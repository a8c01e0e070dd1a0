//! Error handling for the HTTP layer
//!
//! Maps task errors to HTTP status codes and JSON error bodies.

use axum::{
    extract::rejection::{BytesRejection, JsonRejection, PathRejection},
    http::StatusCode,
    response::{IntoResponse, Response},
    Json,
};
use serde_json::json;
use taskboard_core::TaskError;
use thiserror::Error;

/// Request-scoped API errors
///
/// Every variant maps to exactly one status code; the body is always
/// `{"detail": "<message>"}`.
#[derive(Error, Debug, Clone, PartialEq, Eq)]
pub enum ApiError {
    /// Maps to: `404 Not Found`
    #[error("{0}")]
    NotFound(String),

    /// Malformed body, blank title or bad path parameter
    ///
    /// Maps to: `422 Unprocessable Entity`
    #[error("{0}")]
    Validation(String),

    /// Storage failure; details are logged, never returned
    ///
    /// Maps to: `500 Internal Server Error`
    #[error("Storage error: {0}")]
    Storage(String),

    /// Request body over [`MAX_BODY_BYTES`](crate::request_logger::MAX_BODY_BYTES)
    ///
    /// Maps to: `413 Payload Too Large`
    #[error("{0}")]
    PayloadTooLarge(String),

    /// Store not reachable
    ///
    /// Maps to: `503 Service Unavailable`
    #[error("Service unavailable: {0}")]
    Unavailable(String),

    /// Maps to: `500 Internal Server Error`
    #[error("Internal error: {0}")]
    Internal(String),
}

impl ApiError {
    /// HTTP status code for this error
    pub fn status_code(&self) -> StatusCode {
        match self {
            ApiError::NotFound(_) => StatusCode::NOT_FOUND,
            ApiError::Validation(_) => StatusCode::UNPROCESSABLE_ENTITY,
            ApiError::Storage(_) => StatusCode::INTERNAL_SERVER_ERROR,
            ApiError::PayloadTooLarge(_) => StatusCode::PAYLOAD_TOO_LARGE,
            ApiError::Unavailable(_) => StatusCode::SERVICE_UNAVAILABLE,
            ApiError::Internal(_) => StatusCode::INTERNAL_SERVER_ERROR,
        }
    }

    /// Message safe to return to clients
    pub fn detail(&self) -> String {
        match self {
            ApiError::NotFound(_) => "Task not found".to_string(),
            ApiError::Validation(msg) => msg.clone(),
            ApiError::PayloadTooLarge(_) => "Request body too large".to_string(),
            ApiError::Storage(_) | ApiError::Internal(_) => "Internal server error".to_string(),
            ApiError::Unavailable(_) => "Service unavailable".to_string(),
        }
    }
}

impl IntoResponse for ApiError {
    fn into_response(self) -> Response {
        let status = self.status_code();

        match &self {
            ApiError::Storage(msg) | ApiError::Internal(msg) | ApiError::Unavailable(msg) => {
                tracing::error!(status = status.as_u16(), error = %msg, "Request failed");
            }
            ApiError::NotFound(msg) | ApiError::Validation(msg) | ApiError::PayloadTooLarge(msg) => {
                tracing::debug!(status = status.as_u16(), error = %msg, "Request rejected");
            }
        }

        (status, Json(json!({ "detail": self.detail() }))).into_response()
    }
}

/// Convert from TaskError to ApiError
impl From<TaskError> for ApiError {
    fn from(err: TaskError) -> Self {
        match err {
            TaskError::NotFound(msg) => ApiError::NotFound(msg),
            TaskError::Validation(msg) => ApiError::Validation(msg),
            TaskError::Database(msg) => ApiError::Storage(msg),
            TaskError::Configuration(msg) => ApiError::Internal(format!("Configuration error: {msg}")),
            TaskError::Startup(msg) => ApiError::Unavailable(msg),
        }
    }
}

/// Any unreadable JSON body is a validation failure, except an oversized one
impl From<JsonRejection> for ApiError {
    fn from(rejection: JsonRejection) -> Self {
        if rejection.status() == StatusCode::PAYLOAD_TOO_LARGE {
            ApiError::PayloadTooLarge(rejection.body_text())
        } else {
            ApiError::Validation(rejection.body_text())
        }
    }
}

impl From<BytesRejection> for ApiError {
    fn from(rejection: BytesRejection) -> Self {
        if rejection.status() == StatusCode::PAYLOAD_TOO_LARGE {
            ApiError::PayloadTooLarge(rejection.body_text())
        } else {
            ApiError::Validation(rejection.body_text())
        }
    }
}

/// A path segment that is not a task ID is a validation failure
impl From<PathRejection> for ApiError {
    fn from(rejection: PathRejection) -> Self {
        ApiError::Validation(rejection.body_text())
    }
}

#[cfg(test)]
mod tests {
    use super::*;
    use http_body_util::BodyExt;

    #[test]
    fn test_status_codes() {
        assert_eq!(ApiError::NotFound("1".into()).status_code(), StatusCode::NOT_FOUND);
        assert_eq!(
            ApiError::Validation("bad".into()).status_code(),
            StatusCode::UNPROCESSABLE_ENTITY
        );
        assert_eq!(
            ApiError::Storage("conn failed".into()).status_code(),
            StatusCode::INTERNAL_SERVER_ERROR
        );
        assert_eq!(
            ApiError::Unavailable("down".into()).status_code(),
            StatusCode::SERVICE_UNAVAILABLE
        );
        assert_eq!(
            ApiError::PayloadTooLarge("3145728 bytes".into()).status_code(),
            StatusCode::PAYLOAD_TOO_LARGE
        );
    }

    #[test]
    fn test_from_task_error() {
        assert_eq!(
            ApiError::from(TaskError::not_found_id(7)),
            ApiError::NotFound("Task with ID 7 not found".to_string())
        );
        assert_eq!(
            ApiError::from(TaskError::empty_field("title")),
            ApiError::Validation("Field 'title' cannot be empty".to_string())
        );
        assert!(matches!(
            ApiError::from(TaskError::Database("x".into())),
            ApiError::Storage(_)
        ));
        assert!(matches!(
            ApiError::from(TaskError::Startup("x".into())),
            ApiError::Unavailable(_)
        ));
        assert!(matches!(
            ApiError::from(TaskError::Configuration("x".into())),
            ApiError::Internal(_)
        ));
    }

    #[test]
    fn test_task_status_codes_agree_with_http_mapping() {
        let errors = [
            TaskError::NotFound("x".into()),
            TaskError::Validation("x".into()),
            TaskError::Database("x".into()),
            TaskError::Configuration("x".into()),
            TaskError::Startup("x".into()),
        ];
        for err in errors {
            let expected = err.status_code();
            assert_eq!(ApiError::from(err).status_code().as_u16(), expected);
        }
    }

    #[tokio::test]
    async fn test_storage_error_body_hides_details() {
        let response =
            ApiError::Storage("password authentication failed for user".into()).into_response();
        assert_eq!(response.status(), StatusCode::INTERNAL_SERVER_ERROR);

        let body = response.into_body().collect().await.unwrap().to_bytes();
        let value: serde_json::Value = serde_json::from_slice(&body).unwrap();
        assert_eq!(value, json!({ "detail": "Internal server error" }));
    }

    #[tokio::test]
    async fn test_payload_too_large_body() {
        let response = ApiError::PayloadTooLarge("length limit exceeded".into()).into_response();
        assert_eq!(response.status(), StatusCode::PAYLOAD_TOO_LARGE);

        let body = response.into_body().collect().await.unwrap().to_bytes();
        let value: serde_json::Value = serde_json::from_slice(&body).unwrap();
        assert_eq!(value, json!({ "detail": "Request body too large" }));
    }

    #[tokio::test]
    async fn test_not_found_body() {
        let response = ApiError::NotFound("Task with ID 9 not found".into()).into_response();
        assert_eq!(response.status(), StatusCode::NOT_FOUND);

        let body = response.into_body().collect().await.unwrap().to_bytes();
        let value: serde_json::Value = serde_json::from_slice(&body).unwrap();
        assert_eq!(value, json!({ "detail": "Task not found" }));
    }
}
::::::::
[YOUR OBJECTIVE] Answer with the number alone after working out how many lines in the records contain the string "title".

[RESULT FOR THIS EXERCISE] 3